→ **What is expected**
Using the listing that follows, filter out every line lacking the string "outcome" and return the rest.

→ **Record extracts**
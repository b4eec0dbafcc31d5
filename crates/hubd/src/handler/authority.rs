use crate::connection::Connection;
use crate::dispatcher::SubHandler;
use crate::handler::{choose_action, send_resp, ServerHandle};
use crate::metrics::counters;
use crate::store::{credential_matches, Binding, Store, StoreError};
use async_trait::async_trait;
use dashmap::DashMap;
use hub_wire::auth::{
    action, code, Envelope, LoginData, OfflineData, QueryCredData, RegisterData, RespData,
    RevokeData,
};
use hub_wire::{Header, SUB_PROTO_AUTH};
use std::future::Future;
use std::sync::Arc;

/// Serves the auth verbs authoritatively, backed by the device [`Store`]
/// with a write-through cache. Registered for sub-protocol 2 when the hub
/// runs in authority mode.
pub struct AuthorityAuthHandler {
    handle: ServerHandle,
    store: Arc<dyn Store>,
    cache: DashMap<String, Binding>,
}

impl AuthorityAuthHandler {
    /// Creates the handler over a store.
    #[must_use]
    pub fn new(handle: ServerHandle, store: Arc<dyn Store>) -> Arc<Self> {
        Arc::new(Self {
            handle,
            store,
            cache: DashMap::new(),
        })
    }

    /// Races a store call against server shutdown, so cancelled requests
    /// surface as store failures (and reach the device as 4500).
    async fn store_call<T, F>(&self, fut: F) -> Result<T, StoreError>
    where
        F: Future<Output = Result<T, StoreError>>,
    {
        match self.handle.get() {
            Some(hub) => {
                let cancel = hub.cancel_token();
                tokio::select! {
                    () = cancel.cancelled() => Err(StoreError::Unavailable("shutting down".into())),
                    res = fut => res,
                }
            }
            None => fut.await,
        }
    }

    fn remember(&self, device_id: &str, binding: Binding) {
        self.cache.insert(device_id.to_string(), binding);
    }

    fn forget(&self, device_id: &str) {
        self.cache.remove(device_id);
    }

    fn cached(&self, device_id: &str) -> Option<Binding> {
        self.cache.get(device_id).map(|e| e.value().clone())
    }

    async fn handle_register(
        &self,
        conn: &Arc<Connection>,
        hdr: &Header,
        envelope: &Envelope,
        assisted: bool,
    ) {
        let resp_action = choose_action(assisted, action::ASSIST_REGISTER_RESP, action::REGISTER_RESP);
        let req: RegisterData = match envelope.data_as() {
            Ok(req) => req,
            Err(_) => {
                send_resp(
                    &self.handle,
                    conn,
                    Some(hdr),
                    resp_action,
                    &RespData::error(code::BAD_REQUEST, "invalid register data"),
                );
                return;
            }
        };
        if req.device_id.is_empty() {
            send_resp(
                &self.handle,
                conn,
                Some(hdr),
                resp_action,
                &RespData::error(code::BAD_REQUEST, "invalid register data"),
            );
            return;
        }
        match self.store_call(self.store.upsert_device(&req.device_id)).await {
            Ok(binding) => {
                self.remember(&req.device_id, binding.clone());
                send_resp(
                    &self.handle,
                    conn,
                    Some(hdr),
                    resp_action,
                    &RespData {
                        code: code::SUCCESS,
                        msg: "ok".into(),
                        device_id: req.device_id,
                        node_id: binding.node_id,
                        credential: binding.credential,
                    },
                );
            }
            Err(e) => {
                tracing::error!(device = %req.device_id, "register failed: {}", e);
                send_resp(
                    &self.handle,
                    conn,
                    Some(hdr),
                    resp_action,
                    &RespData::error(code::INTERNAL, "internal error"),
                );
            }
        }
    }

    async fn handle_login(
        &self,
        conn: &Arc<Connection>,
        hdr: &Header,
        envelope: &Envelope,
        assisted: bool,
    ) {
        let resp_action = choose_action(assisted, action::ASSIST_LOGIN_RESP, action::LOGIN_RESP);
        let req: LoginData = match envelope.data_as() {
            Ok(req) => req,
            Err(_) => {
                send_resp(
                    &self.handle,
                    conn,
                    Some(hdr),
                    resp_action,
                    &RespData::error(code::BAD_REQUEST, "invalid login data"),
                );
                return;
            }
        };
        if req.device_id.is_empty() {
            send_resp(
                &self.handle,
                conn,
                Some(hdr),
                resp_action,
                &RespData::error(code::BAD_REQUEST, "invalid login data"),
            );
            return;
        }
        let binding = match self.cached(&req.device_id) {
            Some(binding) => binding,
            None => match self.store_call(self.store.get_device(&req.device_id)).await {
                Ok(Some(binding)) => {
                    self.remember(&req.device_id, binding.clone());
                    binding
                }
                Ok(None) => {
                    send_resp(
                        &self.handle,
                        conn,
                        Some(hdr),
                        resp_action,
                        &RespData::error(code::INVALID_CREDENTIAL, "invalid credential"),
                    );
                    return;
                }
                Err(e) => {
                    tracing::error!(device = %req.device_id, "login lookup failed: {}", e);
                    send_resp(
                        &self.handle,
                        conn,
                        Some(hdr),
                        resp_action,
                        &RespData::error(code::INTERNAL, "internal error"),
                    );
                    return;
                }
            },
        };
        if !credential_matches(&req.credential, &binding.credential) {
            send_resp(
                &self.handle,
                conn,
                Some(hdr),
                resp_action,
                &RespData::error(code::INVALID_CREDENTIAL, "invalid credential"),
            );
            return;
        }
        send_resp(
            &self.handle,
            conn,
            Some(hdr),
            resp_action,
            &RespData {
                code: code::SUCCESS,
                msg: "ok".into(),
                device_id: req.device_id,
                node_id: binding.node_id,
                credential: binding.credential,
            },
        );
    }

    async fn handle_assist_query(&self, conn: &Arc<Connection>, hdr: &Header, envelope: &Envelope) {
        let req: QueryCredData = match envelope.data_as() {
            Ok(req) => req,
            Err(_) => {
                send_resp(
                    &self.handle,
                    conn,
                    Some(hdr),
                    action::ASSIST_QUERY_CREDENTIAL_RESP,
                    &RespData::error(code::BAD_REQUEST, "invalid query"),
                );
                return;
            }
        };
        if req.device_id.is_empty() {
            send_resp(
                &self.handle,
                conn,
                Some(hdr),
                action::ASSIST_QUERY_CREDENTIAL_RESP,
                &RespData::error(code::BAD_REQUEST, "invalid query"),
            );
            return;
        }
        let binding = match self.cached(&req.device_id) {
            Some(binding) => binding,
            None => match self.store_call(self.store.get_device(&req.device_id)).await {
                Ok(Some(binding)) => {
                    self.remember(&req.device_id, binding.clone());
                    binding
                }
                Ok(None) => {
                    send_resp(
                        &self.handle,
                        conn,
                        Some(hdr),
                        action::ASSIST_QUERY_CREDENTIAL_RESP,
                        &RespData::error(code::INVALID_CREDENTIAL, "not found"),
                    );
                    return;
                }
                Err(e) => {
                    tracing::error!(device = %req.device_id, "assist query failed: {}", e);
                    send_resp(
                        &self.handle,
                        conn,
                        Some(hdr),
                        action::ASSIST_QUERY_CREDENTIAL_RESP,
                        &RespData::error(code::INTERNAL, "internal error"),
                    );
                    return;
                }
            },
        };
        send_resp(
            &self.handle,
            conn,
            Some(hdr),
            action::ASSIST_QUERY_CREDENTIAL_RESP,
            &RespData {
                code: code::SUCCESS,
                msg: "ok".into(),
                device_id: req.device_id,
                node_id: binding.node_id,
                credential: binding.credential,
            },
        );
    }

    async fn handle_revoke(&self, conn: &Arc<Connection>, hdr: &Header, envelope: &Envelope) {
        let Ok(req) = envelope.data_as::<RevokeData>() else {
            return;
        };
        if req.device_id.is_empty() {
            return;
        }
        let credential = if req.credential.is_empty() {
            None
        } else {
            Some(req.credential.as_str())
        };
        let outcome = match self
            .store_call(self.store.delete_device(&req.device_id, credential))
            .await
        {
            Ok(outcome) => outcome,
            Err(e) => {
                tracing::error!(device = %req.device_id, "revoke failed: {}", e);
                send_resp(
                    &self.handle,
                    conn,
                    Some(hdr),
                    action::REVOKE_RESP,
                    &RespData::error(code::INTERNAL, "internal error"),
                );
                return;
            }
        };
        self.forget(&req.device_id);
        if outcome.mismatch {
            send_resp(
                &self.handle,
                conn,
                Some(hdr),
                action::REVOKE_RESP,
                &RespData {
                    code: code::CREDENTIAL_MISMATCH,
                    msg: "credential mismatch".into(),
                    device_id: req.device_id,
                    node_id: outcome.node_id,
                    credential: String::new(),
                },
            );
            return;
        }
        if outcome.removed {
            send_resp(
                &self.handle,
                conn,
                Some(hdr),
                action::REVOKE_RESP,
                &RespData {
                    code: code::SUCCESS,
                    msg: "ok".into(),
                    device_id: req.device_id,
                    node_id: outcome.node_id,
                    credential: String::new(),
                },
            );
        }
        // not found: stay silent
    }

    fn handle_offline(&self, envelope: &Envelope) {
        let Ok(req) = envelope.data_as::<OfflineData>() else {
            return;
        };
        if req.device_id.is_empty() {
            return;
        }
        self.forget(&req.device_id);
    }
}

#[async_trait]
impl SubHandler for AuthorityAuthHandler {
    fn sub_proto(&self) -> u8 {
        SUB_PROTO_AUTH
    }

    async fn on_receive(&self, conn: Option<Arc<Connection>>, hdr: Header, payload: Vec<u8>) {
        let envelope = match Envelope::from_bytes(&payload) {
            Ok(envelope) => envelope,
            Err(e) => {
                tracing::warn!("invalid auth payload: {}", e);
                return;
            }
        };
        let act = envelope.action.trim().to_lowercase();
        counters::auth_actions_total(match act.as_str() {
            action::REGISTER | action::ASSIST_REGISTER => "register",
            action::LOGIN | action::ASSIST_LOGIN => "login",
            action::REVOKE => "revoke",
            action::OFFLINE | action::ASSIST_OFFLINE => "offline",
            _ => "other",
        });

        match act.as_str() {
            action::OFFLINE | action::ASSIST_OFFLINE => {
                self.handle_offline(&envelope);
                return;
            }
            _ => {}
        }

        let Some(conn) = conn else {
            tracing::debug!(action = %act, "auth frame without connection");
            return;
        };
        match act.as_str() {
            action::REGISTER => self.handle_register(&conn, &hdr, &envelope, false).await,
            action::ASSIST_REGISTER => self.handle_register(&conn, &hdr, &envelope, true).await,
            action::LOGIN => self.handle_login(&conn, &hdr, &envelope, false).await,
            action::ASSIST_LOGIN => self.handle_login(&conn, &hdr, &envelope, true).await,
            action::ASSIST_QUERY_CREDENTIAL => {
                self.handle_assist_query(&conn, &hdr, &envelope).await;
            }
            action::REVOKE => self.handle_revoke(&conn, &hdr, &envelope).await,
            other => {
                tracing::debug!(action = other, "unknown auth action");
            }
        }
    }
}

→ **Answer to the exercise**
        let outcome = match self
            Ok(outcome) => outcome,
        if outcome.mismatch {
                    node_id: outcome.node_id,
        if outcome.removed {
                    node_id: outcome.node_id,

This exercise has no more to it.